From distinguishing hypoxemic versus hypercapnic ARF, really understanding that critical concept of refractory hypoxemia in ARDS,
to knowing the rationale behind lung protective strategies like low tidal volume ventilation and the huge team effort involved in prone positioning.
Hopefully it helps you feel more prepared when you encounter these situations.
Absolutely.
And as you move forward in your nursing career, here's something to think about.
The respiratory system is so foundational to life, right?
Yet, so many different things can compromise it, often incredibly rapidly.
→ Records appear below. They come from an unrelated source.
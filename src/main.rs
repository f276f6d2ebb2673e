use anyhow::Context;
use clap::Parser;
use schoold::api::{self, AppState};
use schoold::config::Config;
use schoold::store::{current_timestamp, RecordStore};
use tracing::{info, warn};
use tracing_subscriber::layer::SubscriberExt;
use tracing_subscriber::util::SubscriberInitExt;
use tracing_subscriber::EnvFilter;

#[tokio::main]
async fn main() -> anyhow::Result<()> {
    let config = Config::parse();

    let filter =
        EnvFilter::try_new(&config.log_level).unwrap_or_else(|_| EnvFilter::new("info"));
    tracing_subscriber::registry()
        .with(filter)
        .with(tracing_subscriber::fmt::layer())
        .init();

    let addr = config.socket_addr()?;
    // Fresh fixtures on every start; nothing survives a restart.
    let state = AppState::new(RecordStore::seeded(current_timestamp()));

    let listener = tokio::net::TcpListener::bind(addr)
        .await
        .with_context(|| format!("failed to bind {addr}"))?;
    info!(addr = %addr, "Backend server listening");

    axum::serve(listener, api::router(state))
        .with_graceful_shutdown(shutdown_signal())
        .await
        .context("server error")?;

    info!("Backend server stopped");
    Ok(())
}

async fn shutdown_signal() {
    let ctrl_c = async {
        if let Err(e) = tokio::signal::ctrl_c().await {
            warn!("failed to install Ctrl-C handler: {}", e);
            std::future::pending::<()>().await;
        }
    };

    #[cfg(unix)]
    let terminate = async {
        use tokio::signal::unix::{signal, SignalKind};
        match signal(SignalKind::terminate()) {
            Ok(mut sig) => {
                sig.recv().await;
            }
            Err(e) => {
                warn!("failed to install SIGTERM handler: {}", e);
                std::future::pending::<()>().await;
            }
        }
    };
    #[cfg(not(unix))]
    let terminate = std::future::pending::<()>();

    tokio::select! {
        () = ctrl_c => {},
        () = terminate => {},
    }
    info!("shutdown signal received");
}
How does that constant interplay, that potential for sudden deterioration, challenge you as a future nurse?
How does it push you to not just react, but to actively anticipate, to intervene precisely, and to advocate effectively, always with compassion?
And think beyond the ICU stay too.
What might the long -term journey look like for these patients who survive ARDS?
How can our nursing care extend beyond just the acute interventions to truly support their physical and psychological recovery and ultimately their quality of life for months, maybe even years to come?
Those are really powerful questions, ones that thinking about will truly shape your practice and I think make you an extraordinary nurse.
We really hope this deep dive has given you a solid foundation for understanding these complex, often life -threatening conditions.
Thank you so much for joining us on this essential deep dive.
Stay curious, keep learning, ask questions, and as always, thank you from the Lassanate Lecture Team.